Canberra's public sector has a storage problem hiding in plain sight. Across ACT government departments, federal agencies headquartered in Barton and Parkes, and the research collections at the Australian National University, duplicate digital images are quietly consuming server space, inflating licensing costs, and slowing down content workflows. The problem has a name—duplicate image proliferation—and the conversation about replacing those redundant files with properly catalogued, single-instance assets is now moving from IT helpdesks into budget discussions.
The timing matters. The ACT government's digital records modernisation program, which has drawn scrutiny at the Legislative Assembly level since early 2026, is driving agencies to audit their media libraries before the next financial year. Procurement teams are being asked to justify storage expenditure in a climate where every line item faces pressure. Duplicate imagery, once dismissed as a minor housekeeping issue, has become a measurable cost centre.
What the Specialists Are Saying
Digital asset management practitioners working with Commonwealth clients in the CBD precinct describe a consistent pattern: an organisation migrates content platforms—say, from an older intranet to a modern content management system—and in the process pulls across multiple copies of the same photographs, diagrams, and promotional graphics. Over a typical four-year content cycle, one mid-sized agency can accumulate tens of thousands of redundant image files, with storage bills that compound annually.

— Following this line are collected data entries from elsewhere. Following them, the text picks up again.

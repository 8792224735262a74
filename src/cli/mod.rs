//! # CLI 模块
//!
//! 使用 `clap` 定义命令行参数和子命令。
//!
//! ## 命令结构
//! - `apply`: 按修改日志生成缺陷文件夹
//! - `edit`: 批量编辑 INCAR
//! - `diff`: 与参考 INCAR 比较并分组
//! - `check`: 检查输入文件完整性与作业状态
//! - `submit`: 批量提交作业
//!
//! ## 依赖关系
//! - 被 `main.rs` 使用
//! - 子模块: apply, edit, diff, check, submit

pub mod apply;
pub mod check;
pub mod diff;
pub mod edit;
pub mod submit;

use clap::{Args, Parser, Subcommand};
use std::path::{Path, PathBuf};

/// defectprep - 缺陷计算输入批量准备工具
#[derive(Parser)]
#[command(name = "defectprep")]
#[command(author = "Changjiang Wu")]
#[command(version)]
#[command(about = "Prepare and cross-check batches of VASP defect calculations", long_about = None)]
#[command(propagate_version = true)]
pub struct Cli {
    #[command(subcommand)]
    pub command: Commands,
}

/// 可用的子命令
#[derive(Subcommand)]
pub enum Commands {
    /// Build defect folders from the reference structure and modification log
    Apply(apply::ApplyArgs),

    /// Batch-edit INCAR tags in every defect folder
    Edit(edit::EditArgs),

    /// Group folders by how their INCAR differs from the reference
    Diff(diff::DiffArgs),

    /// Summarize input files, NELECT, charge and job status per folder
    Check(check::CheckArgs),

    /// Submit every folder's job script to the scheduler
    Submit(submit::SubmitArgs),
}

/// 文件夹选择参数（各子命令共用）
#[derive(Args, Debug, Clone)]
pub struct FolderArgs {
    /// Root directory containing the defect folders
    #[arg(long, env = "DEFECTPREP_ROOT", default_value = ".")]
    pub root: PathBuf,

    /// Skip folders whose name starts with this prefix ('' disables)
    #[arg(long, default_value = "z")]
    pub exclude_prefix: String,

    /// Only process folders matching this glob pattern
    #[arg(long)]
    pub pattern: Option<String>,
}

impl FolderArgs {
    /// 相对路径按根目录解析
    pub fn resolve(&self, path: &Path) -> PathBuf {
        if path.is_absolute() {
            path.to_path_buf()
        } else {
            self.root.join(path)
        }
    }
}

/// 空字符串表示不忽略任何标签
pub fn ignored_key(raw: &str) -> Option<&str> {
    let raw = raw.trim();
    (!raw.is_empty()).then_some(raw)
}

#[cfg(test)]
mod tests {
    use super::*;
    use clap::CommandFactory;

    #[test]
    fn test_cli_definition() {
        Cli::command().debug_assert();
    }

    #[test]
    fn test_resolve_relative_to_root() {
        let args = FolderArgs {
            root: PathBuf::from("/data/pbwo4"),
            exclude_prefix: "z".to_string(),
            pattern: None,
        };
        assert_eq!(
            args.resolve(Path::new("z_input/KPOINTS")),
            PathBuf::from("/data/pbwo4/z_input/KPOINTS")
        );
        assert_eq!(args.resolve(Path::new("/abs/POTCAR")), PathBuf::from("/abs/POTCAR"));
    }

    #[test]
    fn test_ignored_key() {
        assert_eq!(ignored_key("NELECT"), Some("NELECT"));
        assert_eq!(ignored_key("  "), None);
    }
}
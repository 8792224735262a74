//! # 缺陷结构修改
//!
//! 将声明式的 [`ModificationSpec`] 应用到参考结构的副本上，
//! 并在修改后的组成上重新计算 NELECT。
//!
//! ## 规则
//! - 先移除后插入，元素按符号排序处理
//! - 移除：按结构顺序选择最先出现的匹配原子
//! - 插入：先用显式坐标 (`sites`)，再按先进先出复用被移除原子的位置；
//!   仍不足时报错，不猜测几何位置
//! - NELECT = round(Σ ZVAL × 原子数) − charge
//!
//! ## 依赖关系
//! - 被 `commands/apply.rs` 使用
//! - 使用 `models/`, `parsers/potcar.rs`

use crate::error::{DefectPrepError, Result};
use crate::models::{Atom, Crystal, ModificationSpec};
use crate::parsers::ValenceTable;
use std::collections::VecDeque;

/// 应用修改，返回新结构与电子数
///
/// 参考结构只读，返回的结构是独立的副本。
pub fn apply_modification(
    reference: &Crystal,
    spec: &ModificationSpec,
    valence: &ValenceTable,
) -> Result<(Crystal, i64)> {
    let mut crystal = reference.clone();
    let mut free_slots: VecDeque<[f64; 3]> = VecDeque::new();

    for (element, &change) in spec.delta.iter().filter(|&(_, &n)| n < 0) {
        let removed = remove_atoms(&mut crystal, element, change.unsigned_abs() as usize)?;
        free_slots.extend(removed);
    }

    for (element, &change) in spec.delta.iter().filter(|&(_, &n)| n > 0) {
        let requested = change as usize;
        let explicit = spec.sites.get(element).map(Vec::as_slice).unwrap_or(&[]);

        let mut placed = 0;
        for &position in explicit.iter().take(requested) {
            crystal.atoms.push(Atom::new(element.clone(), position));
            placed += 1;
        }
        while placed < requested {
            let Some(position) = free_slots.pop_front() else {
                return Err(DefectPrepError::InvalidSubstitution {
                    element: element.clone(),
                    requested,
                    placed,
                });
            };
            crystal.atoms.push(Atom::new(element.clone(), position));
            placed += 1;
        }
    }

    let nelect = electron_count(&crystal, spec.charge, valence)?;
    Ok((crystal, nelect))
}

/// 移除前 `count` 个匹配原子，返回其位置（按移除顺序）
fn remove_atoms(crystal: &mut Crystal, element: &str, count: usize) -> Result<Vec<[f64; 3]>> {
    let available = crystal.count_of(element);
    if available < count {
        return Err(DefectPrepError::InsufficientAtoms {
            element: element.to_string(),
            requested: count,
            available,
        });
    }

    let mut removed = Vec::with_capacity(count);
    crystal.atoms.retain(|atom| {
        if removed.len() < count && atom.element == element {
            removed.push(atom.position);
            false
        } else {
            true
        }
    });
    Ok(removed)
}

/// 计算结构的电子数
pub fn electron_count(crystal: &Crystal, charge: i64, valence: &ValenceTable) -> Result<i64> {
    let total = valence.total_valence(crystal)?;
    Ok(total.round() as i64 - charge)
}

#[cfg(test)]
mod tests {
    use super::*;
    use crate::models::Lattice;

    fn lattice() -> Lattice {
        Lattice::from_vectors([[10.0, 0.0, 0.0], [0.0, 10.0, 0.0], [0.0, 0.0, 10.0]])
    }

    /// 10 个 Pb + 40 个 O
    fn reference() -> Crystal {
        let mut atoms = Vec::new();
        for i in 0..10 {
            atoms.push(Atom::new("Pb", [i as f64 / 10.0, 0.0, 0.0]));
        }
        for i in 0..40 {
            atoms.push(Atom::new("O", [0.0, i as f64 / 40.0, 0.5]));
        }
        Crystal::new("PbO", lattice(), atoms)
    }

    fn valence() -> ValenceTable {
        ValenceTable::from_pairs(&[("La", 11.0), ("Pb", 14.0), ("O", 6.0)])
    }

    #[test]
    fn test_empty_spec_keeps_reference() {
        let reference = reference();
        let (crystal, nelect) =
            apply_modification(&reference, &ModificationSpec::default(), &valence()).unwrap();

        assert_eq!(crystal, reference);
        assert_eq!(nelect, 10 * 14 + 40 * 6);
    }

    #[test]
    fn test_la_on_pb_substitution() {
        let reference = reference();
        let spec = ModificationSpec::new(&[("Pb", -1), ("La", 1)], 0);
        let (crystal, nelect) = apply_modification(&reference, &spec, &valence()).unwrap();

        assert_eq!(crystal.count_of("Pb"), 9);
        assert_eq!(crystal.count_of("La"), 1);
        assert_eq!(nelect, 9 * 14 + 11 + 40 * 6);

        // La 占据第一个 Pb 的位置
        let la = crystal.atoms.iter().find(|a| a.element == "La").unwrap();
        assert_eq!(la.position, [0.0, 0.0, 0.0]);
        assert_eq!(crystal.atoms[0].position, [0.1, 0.0, 0.0]);

        // 参考结构未被修改
        assert_eq!(reference.count_of("Pb"), 10);
    }

    #[test]
    fn test_charge_subtracts_electrons() {
        let spec = ModificationSpec::new(&[("O", -1)], 2);
        let (crystal, nelect) = apply_modification(&reference(), &spec, &valence()).unwrap();

        assert_eq!(crystal.count_of("O"), 39);
        assert_eq!(nelect, 10 * 14 + 39 * 6 - 2);
    }

    #[test]
    fn test_remove_all_then_too_many() {
        let spec = ModificationSpec::new(&[("Pb", -10)], 0);
        let (crystal, _) = apply_modification(&reference(), &spec, &valence()).unwrap();
        assert_eq!(crystal.count_of("Pb"), 0);

        let spec = ModificationSpec::new(&[("Pb", -11)], 0);
        let err = apply_modification(&reference(), &spec, &valence()).unwrap_err();
        assert!(matches!(
            err,
            DefectPrepError::InsufficientAtoms {
                requested: 11,
                available: 10,
                ..
            }
        ));
    }

    #[test]
    fn test_insertion_without_placement_fails() {
        let spec = ModificationSpec::new(&[("La", 1)], 0);
        let err = apply_modification(&reference(), &spec, &valence()).unwrap_err();
        assert!(matches!(
            err,
            DefectPrepError::InvalidSubstitution { placed: 0, requested: 1, .. }
        ));
    }

    #[test]
    fn test_explicit_sites_used_before_vacancies() {
        let spec = ModificationSpec::new(&[("Pb", -1), ("La", 2)], 0)
            .with_sites("La", vec![[0.25, 0.25, 0.25]]);
        let (crystal, _) = apply_modification(&reference(), &spec, &valence()).unwrap();

        let la: Vec<[f64; 3]> = crystal
            .atoms
            .iter()
            .filter(|a| a.element == "La")
            .map(|a| a.position)
            .collect();
        assert_eq!(la, vec![[0.25, 0.25, 0.25], [0.0, 0.0, 0.0]]);
    }

    #[test]
    fn test_unknown_element() {
        let spec = ModificationSpec::new(&[("Pb", -1), ("W", 1)], 0);
        let err = apply_modification(&reference(), &spec, &valence()).unwrap_err();
        assert_eq!(err.kind(), "UnknownElementError");
    }

    #[test]
    fn test_repeated_runs_identical() {
        let spec = ModificationSpec::new(&[("O", -3), ("Pb", -2), ("La", 2)], 1);
        let first = apply_modification(&reference(), &spec, &valence()).unwrap();
        let second = apply_modification(&reference(), &spec, &valence()).unwrap();
        assert_eq!(first, second);
    }
}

University of Canberra researchers attached to the Faculty of Arts and Design have been examining how cultural institutions catalogue visual collections, and their work points to metadata inconsistency as the primary driver of duplication. When staff upload an image without checking whether it already exists in the system—because the search function returns nothing under a different filename—another copy enters the archive. The fix is rarely glamorous: it involves hash-matching software to identify byte-identical files, followed by human review of near-duplicates where cropping or colour correction makes automated detection unreliable.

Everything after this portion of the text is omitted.